## [Aim of the task]
Print the data below exactly, but only the lines from the one containing "Tangenten-Segmente gezeichnet werden." down to the one containing "pub const CONTROL_MARKER_RADIUS: f32 = 10.0;", inclusive.

** Opening Listed entries block **

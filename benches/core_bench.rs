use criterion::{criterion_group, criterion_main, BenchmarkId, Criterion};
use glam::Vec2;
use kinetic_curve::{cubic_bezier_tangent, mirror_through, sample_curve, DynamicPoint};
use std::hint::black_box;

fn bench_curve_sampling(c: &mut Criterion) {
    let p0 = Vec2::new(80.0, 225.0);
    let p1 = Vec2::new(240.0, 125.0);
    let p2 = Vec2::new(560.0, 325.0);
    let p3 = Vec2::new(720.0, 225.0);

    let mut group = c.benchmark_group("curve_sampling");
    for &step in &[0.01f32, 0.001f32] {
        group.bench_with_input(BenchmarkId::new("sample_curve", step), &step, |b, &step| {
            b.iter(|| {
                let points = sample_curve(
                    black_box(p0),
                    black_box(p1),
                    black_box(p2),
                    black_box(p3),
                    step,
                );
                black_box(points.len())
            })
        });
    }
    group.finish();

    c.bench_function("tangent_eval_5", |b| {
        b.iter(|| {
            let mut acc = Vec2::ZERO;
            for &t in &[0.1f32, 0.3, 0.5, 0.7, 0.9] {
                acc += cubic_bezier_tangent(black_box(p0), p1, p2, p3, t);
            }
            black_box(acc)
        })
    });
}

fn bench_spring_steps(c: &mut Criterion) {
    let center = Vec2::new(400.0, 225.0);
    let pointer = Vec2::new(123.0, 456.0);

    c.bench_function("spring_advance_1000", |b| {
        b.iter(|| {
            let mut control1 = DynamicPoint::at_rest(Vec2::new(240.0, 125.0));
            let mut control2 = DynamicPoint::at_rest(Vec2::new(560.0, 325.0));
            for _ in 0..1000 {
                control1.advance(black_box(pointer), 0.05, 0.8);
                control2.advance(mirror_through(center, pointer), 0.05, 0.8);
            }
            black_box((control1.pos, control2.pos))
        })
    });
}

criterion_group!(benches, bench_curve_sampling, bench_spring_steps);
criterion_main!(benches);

** Closing Listed entries block **
** Opening Listed entries block **

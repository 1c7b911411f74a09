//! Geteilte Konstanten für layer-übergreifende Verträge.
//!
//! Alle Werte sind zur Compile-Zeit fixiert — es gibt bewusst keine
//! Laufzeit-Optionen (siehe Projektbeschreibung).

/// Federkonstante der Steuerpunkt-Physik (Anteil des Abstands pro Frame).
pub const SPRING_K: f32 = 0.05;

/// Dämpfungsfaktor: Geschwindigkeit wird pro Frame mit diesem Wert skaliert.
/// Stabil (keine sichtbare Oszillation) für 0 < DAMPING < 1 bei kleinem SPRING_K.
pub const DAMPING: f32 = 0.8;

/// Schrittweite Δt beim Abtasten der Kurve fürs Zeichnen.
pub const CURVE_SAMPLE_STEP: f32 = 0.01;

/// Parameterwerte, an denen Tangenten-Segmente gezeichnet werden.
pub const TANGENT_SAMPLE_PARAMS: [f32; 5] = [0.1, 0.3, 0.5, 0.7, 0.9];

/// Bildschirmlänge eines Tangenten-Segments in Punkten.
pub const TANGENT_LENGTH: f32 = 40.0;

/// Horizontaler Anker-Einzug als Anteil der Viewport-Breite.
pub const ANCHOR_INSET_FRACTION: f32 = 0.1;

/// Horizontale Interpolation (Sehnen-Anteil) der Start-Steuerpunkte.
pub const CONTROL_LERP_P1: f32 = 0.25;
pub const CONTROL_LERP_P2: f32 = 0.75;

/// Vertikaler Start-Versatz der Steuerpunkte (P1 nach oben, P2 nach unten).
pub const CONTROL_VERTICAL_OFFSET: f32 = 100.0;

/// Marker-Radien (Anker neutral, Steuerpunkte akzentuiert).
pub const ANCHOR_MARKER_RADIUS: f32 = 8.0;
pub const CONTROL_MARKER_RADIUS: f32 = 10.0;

** Closing Listed entries block **
** Opening Listed entries block **

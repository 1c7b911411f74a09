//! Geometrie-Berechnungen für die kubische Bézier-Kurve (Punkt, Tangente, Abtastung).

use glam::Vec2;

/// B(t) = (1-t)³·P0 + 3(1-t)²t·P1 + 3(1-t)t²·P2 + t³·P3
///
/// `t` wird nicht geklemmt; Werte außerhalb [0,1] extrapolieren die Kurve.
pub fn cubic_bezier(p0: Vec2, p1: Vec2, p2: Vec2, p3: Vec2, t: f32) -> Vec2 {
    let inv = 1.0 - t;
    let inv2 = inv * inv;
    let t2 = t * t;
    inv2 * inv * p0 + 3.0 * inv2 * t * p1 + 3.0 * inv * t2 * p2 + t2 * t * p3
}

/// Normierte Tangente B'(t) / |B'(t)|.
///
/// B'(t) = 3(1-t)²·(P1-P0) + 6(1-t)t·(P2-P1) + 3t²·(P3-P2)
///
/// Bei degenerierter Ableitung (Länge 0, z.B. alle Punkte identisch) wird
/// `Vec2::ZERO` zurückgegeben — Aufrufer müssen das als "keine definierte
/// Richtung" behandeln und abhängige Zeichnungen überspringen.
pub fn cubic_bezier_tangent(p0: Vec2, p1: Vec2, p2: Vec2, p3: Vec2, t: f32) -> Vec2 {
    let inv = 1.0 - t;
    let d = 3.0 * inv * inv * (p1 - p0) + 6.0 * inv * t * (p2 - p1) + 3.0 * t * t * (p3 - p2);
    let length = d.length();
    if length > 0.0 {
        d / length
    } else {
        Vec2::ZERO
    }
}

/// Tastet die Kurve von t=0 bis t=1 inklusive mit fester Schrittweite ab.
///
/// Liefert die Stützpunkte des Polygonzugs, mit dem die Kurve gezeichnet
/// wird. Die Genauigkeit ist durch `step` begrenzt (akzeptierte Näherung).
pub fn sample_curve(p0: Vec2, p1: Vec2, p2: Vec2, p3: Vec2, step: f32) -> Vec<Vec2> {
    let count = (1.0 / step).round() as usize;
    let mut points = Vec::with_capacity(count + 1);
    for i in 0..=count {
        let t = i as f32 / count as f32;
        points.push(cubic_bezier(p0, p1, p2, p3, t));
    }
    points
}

** Closing Listed entries block **

## [Solved problem]
/// Parameterwerte, an denen Tangenten-Segmente gezeichnet werden.
pub const TANGENT_SAMPLE_PARAMS: [f32; 5] = [0.1, 0.3, 0.5, 0.7, 0.9];

/// Bildschirmlänge eines Tangenten-Segments in Punkten.
pub const TANGENT_LENGTH: f32 = 40.0;

/// Horizontaler Anker-Einzug als Anteil der Viewport-Breite.
pub const ANCHOR_INSET_FRACTION: f32 = 0.1;

/// Horizontale Interpolation (Sehnen-Anteil) der Start-Steuerpunkte.
pub const CONTROL_LERP_P1: f32 = 0.25;
pub const CONTROL_LERP_P2: f32 = 0.75;

/// Vertikaler Start-Versatz der Steuerpunkte (P1 nach oben, P2 nach unten).
pub const CONTROL_VERTICAL_OFFSET: f32 = 100.0;

/// Marker-Radien (Anker neutral, Steuerpunkte akzentuiert).
pub const ANCHOR_MARKER_RADIUS: f32 = 8.0;
pub const CONTROL_MARKER_RADIUS: f32 = 10.0;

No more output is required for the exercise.